Herschel B. Herrington, for appellants.
J. H. Highsmith, for appellee.
INGRAM, Justice.
Appellants, who are beneficiaries under the will of Belle Hayes Williams, deceased, appeal from the dismissal of their complaint for declaratory judgment by the Superior Court of Jeff Davis County. Appellants sought to enjoin the appellee (executor under the will) from selling at public sale the real property of the deceased on the ground that the executor's authority to sell was limited by the right of sale granted to the beneficiaries in the will. The trial court ruled against this construction of the will by appellants and held their complaint failed to state a claim for relief.
*134 The will bequeathed and devised to the husband of the testatrix, if he survived her, all personal property and a life estate in the 40 acres of real property. In the event the husband did not survive the testatrix (which he failed to do), all property except an automobile, was bequeathed and devised to four of the testatrix' daughters, the children of another daughter, Ruby Williams Clarke, and three sons. The daughter, Ruby Williams Clarke, and a son, Amos J. Williams, were not included in this general devise but were each willed the sum of one dollar. This daughter and son have no devised interest in the real property but are also parties with the other beneficiaries under the will. The probate of this will was involved in earlier litigation between the parties and the trial court's judgment in that case was affirmed by this court in Hand v. Williams, 234 Ga. 755 (218 SE2d 7) (1975). Subsequent to this court's decision, the executor advertised the real property for sale at public outcry before the courthouse door of Jeff Davis County between legal hours of sale, as authorized by the will.
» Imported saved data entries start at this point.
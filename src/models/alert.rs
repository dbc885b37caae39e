use serde::{Deserialize, Serialize};
use serde_json::Value;

/// Candidate fall signalled by the alerting service in an event response.
#[derive(Debug, Clone, PartialEq, Eq, Serialize, Deserialize)]
#[serde(rename_all = "camelCase")]
pub struct PendingAlert {
    pub alert_id: String,
    /// Absolute epoch ms after which silence counts as "help requested".
    pub expiry_at: i64,
    /// Absolute epoch ms at which the confirmation prompt surfaces.
    pub confirm_starts_at: i64,
}

impl PendingAlert {
    pub fn new(alert_id: impl Into<String>, expiry_at: i64, confirm_starts_at: i64) -> Self {
        Self {
            alert_id: alert_id.into(),
            expiry_at,
            confirm_starts_at,
        }
    }

    /// Extract a candidate alert from a `POST /events` response body.
    ///
    /// Anything short of `alert: true` with a usable id and expiry is treated as
    /// "no alert signalled". Ids may arrive as strings or numbers. A missing
    /// `confirmStartsAt` surfaces the prompt immediately.
    pub fn from_event_response(body: &Value) -> Option<Self> {
        if body.get("alert").and_then(Value::as_bool) != Some(true) {
            return None;
        }

        let alert_id = match body.get("alertId")? {
            Value::String(s) if !s.trim().is_empty() => s.trim().to_string(),
            Value::Number(n) => n.to_string(),
            _ => return None,
        };
        let expiry_at = as_epoch_ms(body.get("expiryAt")?)?;
        let confirm_starts_at = match body.get("confirmStartsAt") {
            None | Some(Value::Null) => 0,
            Some(v) => as_epoch_ms(v)?,
        };

        Some(Self {
            alert_id,
            expiry_at,
            confirm_starts_at,
        })
    }
}

fn as_epoch_ms(value: &Value) -> Option<i64> {
    value
        .as_i64()
        .or_else(|| value.as_f64().filter(|f| f.is_finite()).map(|f| f as i64))
}

/// How a confirmation prompt ended.
#[derive(Debug, Clone, Copy, PartialEq, Eq, Serialize, Deserialize)]
#[serde(rename_all = "camelCase")]
pub enum AlertOutcome {
    /// User marked themselves safe.
    Okay,
    /// User asked for help.
    HelpRequested,
    /// Countdown ran out. Reported to the service as help requested.
    Expired,
}

impl AlertOutcome {
    /// Value sent as `ok=` to the confirm endpoint.
    pub fn is_ok(&self) -> bool {
        matches!(self, AlertOutcome::Okay)
    }
}
#[cfg(test)]
mod tests {
    use super::*;
    use crate::models::{MotionOrigin, Orientation};
    use crate::sensing::GravityEstimator;

    const REST_UP: Vec3 = Vec3::new(0.0, 0.0, 9.8);

    struct Harness {
        gravity: GravityEstimator,
        classifier: ContextClassifier,
        t: i64,
    }

    impl Harness {
        fn new() -> Self {
            Self {
                gravity: GravityEstimator::new(),
                classifier: ContextClassifier::default(),
                t: 0,
            }
        }

        fn feed(&mut self, sample: SensorSample) -> ContextState {
            let g = self.gravity.update(sample.accel);
            self.classifier.classify(&sample, g)
        }

        fn sample(&mut self, accel: Vec3, gyro: Vec3, origin: MotionOrigin) -> SensorSample {
            self.t += 250;
            SensorSample::new(self.t, accel, gyro, origin)
        }

        fn still(&mut self, accel: Vec3, n: usize) -> ContextState {
            let mut state = self.classifier.state();
            for _ in 0..n {
                let s = self.sample(accel, Vec3::default(), MotionOrigin::Live);
                state = self.feed(s);
            }
            state
        }

        fn shake(&mut self, i: usize) -> ContextState {
            let sign = if i % 2 == 0 { 1.0 } else { -1.0 };
            let s = self.sample(
                Vec3::new(6.0 * sign, 4.0, 9.8 + 5.0 * sign),
                Vec3::new(40.0 * sign, 0.0, 0.0),
                MotionOrigin::Live,
            );
            self.feed(s)
        }
    }

    #[test]
    fn insufficient_history_keeps_previous_state() {
        let mut h = Harness::new();
        for i in 0..5 {
            assert_eq!(h.shake(i), ContextState::Unknown);
        }
        assert_eq!(h.classifier.streaks(), (0, 0));
    }

    #[test]
    fn still_samples_settle_face_up() {
        let mut h = Harness::new();
        assert_eq!(h.still(REST_UP, 7), ContextState::Unknown);
        assert_eq!(h.still(REST_UP, 1), ContextState::StillFaceUp);
        assert_eq!(h.still(REST_UP, 12), ContextState::StillFaceUp);
        assert_eq!(h.classifier.streaks(), (0, 15));
    }

    #[test]
    fn face_down_and_side() {
        let mut h = Harness::new();
        assert_eq!(
            h.still(Vec3::new(0.0, 0.0, -9.8), 20),
            ContextState::StillFaceDown
        );

        let mut h = Harness::new();
        assert_eq!(h.still(Vec3::new(9.8, 0.0, 0.3), 20), ContextState::StillSide);
    }

    #[test]
    fn tilt_confirms_flat_with_weaker_gravity_axis() {
        let mut h = Harness::new();
        let accel = Vec3::new(4.5, 0.0, 8.2);
        let flat = Orientation {
            alpha: 0.0,
            beta: 10.0,
            gamma: 5.0,
        };
        let mut state = ContextState::Unknown;
        for _ in 0..20 {
            let s = h
                .sample(accel, Vec3::default(), MotionOrigin::Live)
                .with_orientation(Some(flat));
            state = h.feed(s);
        }
        assert_eq!(state, ContextState::StillFaceUp);

        // Same reading without orientation is not assumed flat.
        let mut h = Harness::new();
        assert_eq!(h.still(accel, 20), ContextState::StillSide);
    }

    #[test]
    fn covered_and_dark_is_in_pocket() {
        let mut h = Harness::new();
        let mut state = ContextState::Unknown;
        for _ in 0..20 {
            let s = h
                .sample(REST_UP, Vec3::default(), MotionOrigin::Live)
                .with_proximity(Some(true))
                .with_light(Some(2.0));
            state = h.feed(s);
        }
        assert_eq!(state, ContextState::InPocket);
    }

    #[test]
    fn near_without_light_reading_is_not_pocket() {
        let mut h = Harness::new();
        let mut state = ContextState::Unknown;
        for _ in 0..20 {
            let s = h
                .sample(REST_UP, Vec3::default(), MotionOrigin::Live)
                .with_proximity(Some(true));
            state = h.feed(s);
        }
        assert_eq!(state, ContextState::StillFaceUp);
    }

    #[test]
    fn sustained_motion_flips_after_three_ticks() {
        let mut h = Harness::new();
        assert_eq!(h.still(REST_UP, 20), ContextState::StillFaceUp);

        assert_eq!(h.shake(0), ContextState::StillFaceUp);
        assert_eq!(h.shake(1), ContextState::StillFaceUp);
        assert_eq!(h.shake(2), ContextState::Moving);
    }

    #[test]
    fn motion_while_near_is_in_hand() {
        let mut h = Harness::new();
        let mut state = ContextState::Unknown;
        for i in 0..10 {
            let sign = if i % 2 == 0 { 1.0 } else { -1.0 };
            let s = h
                .sample(
                    Vec3::new(6.0 * sign, 0.0, 9.8),
                    Vec3::new(30.0 * sign, 0.0, 0.0),
                    MotionOrigin::Live,
                )
                .with_proximity(Some(true));
            state = h.feed(s);
        }
        assert_eq!(state, ContextState::InHand);
    }

    #[test]
    fn fewer_than_three_verdicts_never_flip() {
        let mut h = Harness::new();
        h.still(REST_UP, 20);
        let sample = SensorSample::new(0, REST_UP, Vec3::default(), MotionOrigin::Live);

        for _ in 0..5 {
            assert_eq!(h.classifier.apply_hysteresis(true, &sample, 9.8), ContextState::StillFaceUp);
            assert_eq!(h.classifier.apply_hysteresis(true, &sample, 9.8), ContextState::StillFaceUp);
            assert_eq!(h.classifier.apply_hysteresis(false, &sample, 9.8), ContextState::StillFaceUp);
        }
        assert_eq!(h.classifier.streaks(), (0, 1));

        h.classifier.apply_hysteresis(true, &sample, 9.8);
        h.classifier.apply_hysteresis(true, &sample, 9.8);
        assert_eq!(h.classifier.apply_hysteresis(true, &sample, 9.8), ContextState::Moving);
    }

    #[test]
    fn orientation_swing_substitutes_for_missing_motion() {
        let mut h = Harness::new();
        let mut state = ContextState::Unknown;
        for i in 0..12 {
            let beta = if i % 2 == 0 { 0.0 } else { 40.0 };
            let s = h
                .sample(REST_UP, Vec3::default(), MotionOrigin::Fallback)
                .with_orientation(Some(Orientation {
                    alpha: 0.0,
                    beta,
                    gamma: 0.0,
                }));
            state = h.feed(s);
        }
        assert_eq!(state, ContextState::Moving);
        assert!(h.classifier.last_stats().unwrap().orientation_suggests_moving);
    }

    #[test]
    fn orientation_swing_ignored_with_live_motion() {
        let mut h = Harness::new();
        let mut state = ContextState::Unknown;
        for i in 0..12 {
            let beta = if i % 2 == 0 { 0.0 } else { 40.0 };
            let s = h
                .sample(REST_UP, Vec3::default(), MotionOrigin::Live)
                .with_orientation(Some(Orientation {
                    alpha: 0.0,
                    beta,
                    gamma: 0.0,
                }));
            state = h.feed(s);
        }
        assert_eq!(state, ContextState::StillFaceUp);
    }

    #[test]
    fn reset_returns_to_unknown() {
        let mut h = Harness::new();
        h.still(REST_UP, 20);
        h.classifier.reset();
        assert_eq!(h.classifier.state(), ContextState::Unknown);
        assert_eq!(h.classifier.streaks(), (0, 0));
        assert_eq!(h.classifier.last_stats(), None);
    }

    #[test]
    fn variance_is_population_variance() {
        let v = variance([1.0, 2.0, 3.0, 4.0].into_iter());
        assert!((v - 1.25).abs() < 1e-12);
        assert_eq!(variance([7.0].into_iter()), 0.0);
    }
}
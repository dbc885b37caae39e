pub mod controller;
pub mod state;

pub use controller::{SessionController, SessionOptions};
pub use state::{SessionSnapshot, SessionStatus};
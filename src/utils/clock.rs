use chrono::Utc;
use tokio::time::Instant;

/// Wall-clock epoch milliseconds that advance with tokio's clock.
///
/// Server deadlines (`expiryAt`, `confirmStartsAt`) are absolute epoch ms, while
/// timers run on tokio's monotonic clock. Anchoring one to the other once keeps
/// both views consistent, including under paused test time.
#[derive(Debug, Clone, Copy)]
pub struct Clock {
    anchor_wall_ms: i64,
    anchor: Instant,
}

impl Clock {
    pub fn new() -> Self {
        Self::starting_at(Utc::now().timestamp_millis())
    }

    pub fn starting_at(wall_ms: i64) -> Self {
        Self {
            anchor_wall_ms: wall_ms,
            anchor: Instant::now(),
        }
    }

    pub fn now_ms(&self) -> i64 {
        let elapsed = i64::try_from(self.anchor.elapsed().as_millis()).unwrap_or(i64::MAX);
        self.anchor_wall_ms.saturating_add(elapsed)
    }
}

impl Default for Clock {
    fn default() -> Self {
        Self::new()
    }
}
//! Contract with the alerting service.
//!
//! The core only talks to [`CollaboratorService`]. [`HttpCollaborator`] is the
//! production transport.

mod http;
#[cfg(test)]
pub(crate) mod testing;

use anyhow::Result;
use async_trait::async_trait;

use crate::models::{AlertRecord, EventPayload, PendingAlert, RecentEvent};

pub use http::HttpCollaborator;

#[async_trait]
pub trait CollaboratorService: Send + Sync {
    /// `POST /events`. Returns the candidate alert when the service flags the
    /// event. Malformed or alert-less responses are `Ok(None)`.
    async fn post_event(&self, payload: &EventPayload) -> Result<Option<PendingAlert>>;

    /// `POST /alerts/{id}/confirm?ok=`. Best-effort: callers fire it from a
    /// detached task, never retry, and never wait on it before committing
    /// local state.
    async fn confirm_alert(&self, alert_id: &str, ok: bool) -> Result<()>;

    /// `GET /alerts`
    async fn recent_alerts(&self) -> Result<Vec<AlertRecord>>;

    /// `GET /events/recent`
    async fn recent_events(&self) -> Result<Vec<RecentEvent>>;

    /// `GET /health`
    async fn health(&self) -> Result<bool>;
}
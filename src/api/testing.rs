use std::sync::Mutex;

use anyhow::{anyhow, Result};
use async_trait::async_trait;

use crate::models::{AlertRecord, EventPayload, PendingAlert, RecentEvent};

use super::CollaboratorService;

/// In-memory stand-in for the alerting service.
#[derive(Default)]
pub struct RecordingCollaborator {
    posted: Mutex<Vec<EventPayload>>,
    confirmations: Mutex<Vec<(String, bool)>>,
    reply: Mutex<Option<PendingAlert>>,
    fail_posts: Mutex<bool>,
}

impl RecordingCollaborator {
    pub fn new() -> Self {
        Self::default()
    }

    /// Every subsequent post answers with this alert.
    pub fn reply_with(&self, alert: Option<PendingAlert>) {
        *self.reply.lock().unwrap() = alert;
    }

    pub fn fail_posts(&self, fail: bool) {
        *self.fail_posts.lock().unwrap() = fail;
    }

    pub fn posted(&self) -> Vec<EventPayload> {
        self.posted.lock().unwrap().clone()
    }

    pub fn confirmations(&self) -> Vec<(String, bool)> {
        self.confirmations.lock().unwrap().clone()
    }
}

#[async_trait]
impl CollaboratorService for RecordingCollaborator {
    async fn post_event(&self, payload: &EventPayload) -> Result<Option<PendingAlert>> {
        self.posted.lock().unwrap().push(payload.clone());
        if *self.fail_posts.lock().unwrap() {
            return Err(anyhow!("connection refused"));
        }
        Ok(self.reply.lock().unwrap().clone())
    }

    async fn confirm_alert(&self, alert_id: &str, ok: bool) -> Result<()> {
        self.confirmations
            .lock()
            .unwrap()
            .push((alert_id.to_string(), ok));
        Ok(())
    }

    async fn recent_alerts(&self) -> Result<Vec<AlertRecord>> {
        Ok(Vec::new())
    }

    async fn recent_events(&self) -> Result<Vec<RecentEvent>> {
        Ok(Vec::new())
    }

    async fn health(&self) -> Result<bool> {
        Ok(true)
    }
}
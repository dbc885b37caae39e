use serde::{Deserialize, Serialize};

/// Three-axis reading. Acceleration is in m/s², angular rate in deg/s.
#[derive(Debug, Clone, Copy, PartialEq, Default, Serialize, Deserialize)]
pub struct Vec3 {
    pub x: f64,
    pub y: f64,
    pub z: f64,
}

impl Vec3 {
    pub const fn new(x: f64, y: f64, z: f64) -> Self {
        Self { x, y, z }
    }

    pub fn magnitude(&self) -> f64 {
        (self.x * self.x + self.y * self.y + self.z * self.z).sqrt()
    }

    pub fn sub(&self, other: &Vec3) -> Vec3 {
        Vec3::new(self.x - other.x, self.y - other.y, self.z - other.z)
    }

    pub fn distance(&self, other: &Vec3) -> f64 {
        self.sub(other).magnitude()
    }
}

/// Device orientation in degrees, W3C DeviceOrientation convention.
#[derive(Debug, Clone, Copy, PartialEq, Serialize, Deserialize)]
pub struct Orientation {
    pub alpha: f64,
    pub beta: f64,
    pub gamma: f64,
}

impl Orientation {
    /// Angle away from lying flat, face up. 0° flat, ~180° flat face down.
    pub fn tilt_deg(&self) -> f64 {
        (self.beta * self.beta + self.gamma * self.gamma).sqrt()
    }
}

#[derive(Debug, Clone, Copy, PartialEq, Serialize, Deserialize)]
pub struct Position {
    pub lat: f64,
    pub lng: f64,
}

/// Where the motion values of a sample came from.
#[derive(Debug, Clone, Copy, PartialEq, Eq, Serialize, Deserialize)]
#[serde(rename_all = "camelCase")]
pub enum MotionOrigin {
    Live,
    Fallback,
    Simulated,
}

impl MotionOrigin {
    pub fn is_live(&self) -> bool {
        matches!(self, MotionOrigin::Live)
    }
}

/// One tick's worth of sensor input. Built once per tick and never mutated.
#[derive(Debug, Clone, PartialEq)]
pub struct SensorSample {
    pub timestamp_ms: i64,
    pub accel: Vec3,
    pub gyro: Vec3,
    pub orientation: Option<Orientation>,
    pub light_lux: Option<f64>,
    pub proximity_near: Option<bool>,
    pub origin: MotionOrigin,
}

impl SensorSample {
    pub fn new(timestamp_ms: i64, accel: Vec3, gyro: Vec3, origin: MotionOrigin) -> Self {
        Self {
            timestamp_ms,
            accel,
            gyro,
            orientation: None,
            light_lux: None,
            proximity_near: None,
            origin,
        }
    }

    pub fn with_orientation(mut self, orientation: Option<Orientation>) -> Self {
        self.orientation = orientation;
        self
    }

    pub fn with_light(mut self, light_lux: Option<f64>) -> Self {
        self.light_lux = light_lux;
        self
    }

    pub fn with_proximity(mut self, proximity_near: Option<bool>) -> Self {
        self.proximity_near = proximity_near;
        self
    }
}
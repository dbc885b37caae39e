use std::{
    collections::{HashMap, HashSet},
    sync::Arc,
};

use tokio::{
    sync::{broadcast, Mutex},
    task::JoinHandle,
    time::{self, MissedTickBehavior},
};

use crate::{
    api::CollaboratorService,
    models::{AlertOutcome, PendingAlert},
    utils::Clock,
};

use super::state::{
    remaining_secs, surface_delay, AlertNotice, ConfirmationConfig, ConfirmationSnapshot,
    DisplayedAlert, ResolvedAlert,
};

const ENABLE_LOGS: bool = true;

use crate::{log_debug, log_info, log_warn};

struct ScheduledEntry {
    alert: PendingAlert,
    handle: JoinHandle<()>,
}

struct ActivePrompt {
    alert: PendingAlert,
    remaining_secs: u64,
    countdown: JoinHandle<()>,
}

#[derive(Default)]
struct ConfirmationState {
    scheduled: HashMap<String, ScheduledEntry>,
    displayed: Option<ActivePrompt>,
    dismissed: HashSet<String>,
    resolved: Vec<ResolvedAlert>,
    stopped: bool,
}

impl ConfirmationState {
    fn is_displayed(&self, alert_id: &str) -> bool {
        self.displayed
            .as_ref()
            .map_or(false, |p| p.alert.alert_id == alert_id)
    }
}

/// Drives candidate alerts from "scheduled" through the on-screen countdown
/// to a single resolution.
///
/// An alert id is in at most one of {scheduled, displayed}. Once resolved it
/// is remembered for the lifetime of the controller and never comes back,
/// however late or often the service repeats it.
#[derive(Clone)]
pub struct AlertConfirmationController {
    state: Arc<Mutex<ConfirmationState>>,
    api: Arc<dyn CollaboratorService>,
    notices: broadcast::Sender<AlertNotice>,
    clock: Clock,
    config: ConfirmationConfig,
}
//! Conditional logging macros gated on a module-level `ENABLE_LOGS` flag.
//!
//! Noisy modules (the sampling loop, the confirmation controller) log every tick
//! or countdown step, so each can be silenced on its own without touching
//! `RUST_LOG`.
//!
//! Usage:
//! ```ignore
//! // In your module, define the flag first:
//! const ENABLE_LOGS: bool = true;
//!
//! // Then use the macros (they're exported at the crate root):
//! use crate::{log_info, log_warn, log_error};
//!
//! log_info!("This will log if ENABLE_LOGS is true");
//! ```

/// Conditional debug logging. Requires `ENABLE_LOGS` in the calling module.
#[macro_export]
macro_rules! log_debug {
    ($($arg:tt)*) => {
        if ENABLE_LOGS {
            log::debug!($($arg)*);
        }
    };
}

/// Conditional info logging. Requires `ENABLE_LOGS` in the calling module.
#[macro_export]
macro_rules! log_info {
    ($($arg:tt)*) => {
        if ENABLE_LOGS {
            log::info!($($arg)*);
        }
    };
}

/// Conditional warn logging. Requires `ENABLE_LOGS` in the calling module.
#[macro_export]
macro_rules! log_warn {
    ($($arg:tt)*) => {
        if ENABLE_LOGS {
            log::warn!($($arg)*);
        }
    };
}

/// Conditional error logging. Requires `ENABLE_LOGS` in the calling module.
#[macro_export]
macro_rules! log_error {
    ($($arg:tt)*) => {
        if ENABLE_LOGS {
            log::error!($($arg)*);
        }
    };
}

/// Initialise `env_logger` from `RUST_LOG`, defaulting to info.
///
/// `FALLWATCH_DEBUG=1` lowers the default to debug so per-tick lines show up.
pub fn init_logging() {
    let debug_mode = std::env::var("FALLWATCH_DEBUG")
        .map(|value| value == "1" || value.eq_ignore_ascii_case("true"))
        .unwrap_or(false);

    let level = if debug_mode {
        log::LevelFilter::Debug
    } else {
        log::LevelFilter::Info
    };

    let _ = env_logger::Builder::new()
        .filter_level(level)
        .parse_default_env()
        .try_init();
}
pub mod clock;
pub mod logging;

pub use clock::Clock;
The present litigation ensued and the issue in this appeal is whether the trial court correctly construed the will authorizing the executor to sell the real property free of appellants' claim that such a sale would defeat the beneficiaries' right to sell their interests in the property. We have reviewed the will and conclude, after considering the arguments of all parties, that the trial court's judgment is correct and should be affirmed.
Paragraph 5 of the will provides as follows: "I appoint and constitute my son-in-law, Royce Morris, as the Executor of this my last Will and Testament and Estate and authorize him to sell at private sale any and all personal property that I may own, if necessary for the purposes of carrying out this Will, and also authorize him to sell at either private or public sale, without obtaining authority from any person or Court, the real estate that I own, for the purpose of paying the debts of my Estate and the expense of administration, or for the purpose of making distribution to my heirs or for both purposes. I excuse him from filing an inventory and appraisement thereof, and for giving bond for the faithful performance of the duties involved, but require that he file returns of actings and *135 doings to the Ordinary like Administrators are required to file. This power of sale includes the right to execute the necessary deeds conveying same. This is not to be construed to prevent my said beneficiaries from either purchasing the interest of the other heirs or selling their interest to other persons, as they shall have full power to sell their interest if they so desire therein." (Emphasis supplied.)
Does the will provision giving the beneficiaries the right to sell their interest to each other or to other persons limit the executor's authority to sell the real property as authorized by the will? We have concluded that it does not, as we find no conflict between the two provisions. In the testamentary disposition of realty, "upon the death of the owner of realty..., the devisees have an inchoate title in the realty which is perfected when the executor assents to the devise. Code § 113-801. [Cits.]" Oliver v. Irvin, 219 Ga. 647 (1) (135 SE2d 376) (1946). This interest of a devisee is an assignable property right. See Sanders v. Hepp, 190 Ga. 18, 20 (8 SE2d 87) (1940). It can be the subject of a voluntary conveyance. See McGahee v. McGahee, 204 Ga. 91, 95 (48 SE2d 675) (1948).
However, the interests of the devisees in the realty is considered subject to the right of the executor to sell the real estate "for the purpose of paying the debts of [the] estate and the expense of administration, or for the purposes of making distribution to [the] heirs or for both purposes." Otherwise, the authority to sell given the executor is meaningless. Cf. Code Ann. § 113-801. There is no contention by appellants that it is unnecessary for the appellee-executor to sell the realty for one or more of these authorized purposes. Appellants' argument that the testatrix intended the realty to be kept in the family is refuted by the will provisions which authorize a private or public sale by the executor for the purposes stated therein and by the will provisions which approve of the sale of the devisees' interests among themselves and "to other persons," i.e., people outside the family.
This construction given the will by the trial court carries out the intention of the testatrix and is consistent with Georgia law. See Code Ann. § 113-806 and McClelland v. Johnson, 211 Ga. 348 (86 SE2d 97) *136 (1955).
Judgment affirmed. All the Justice concur.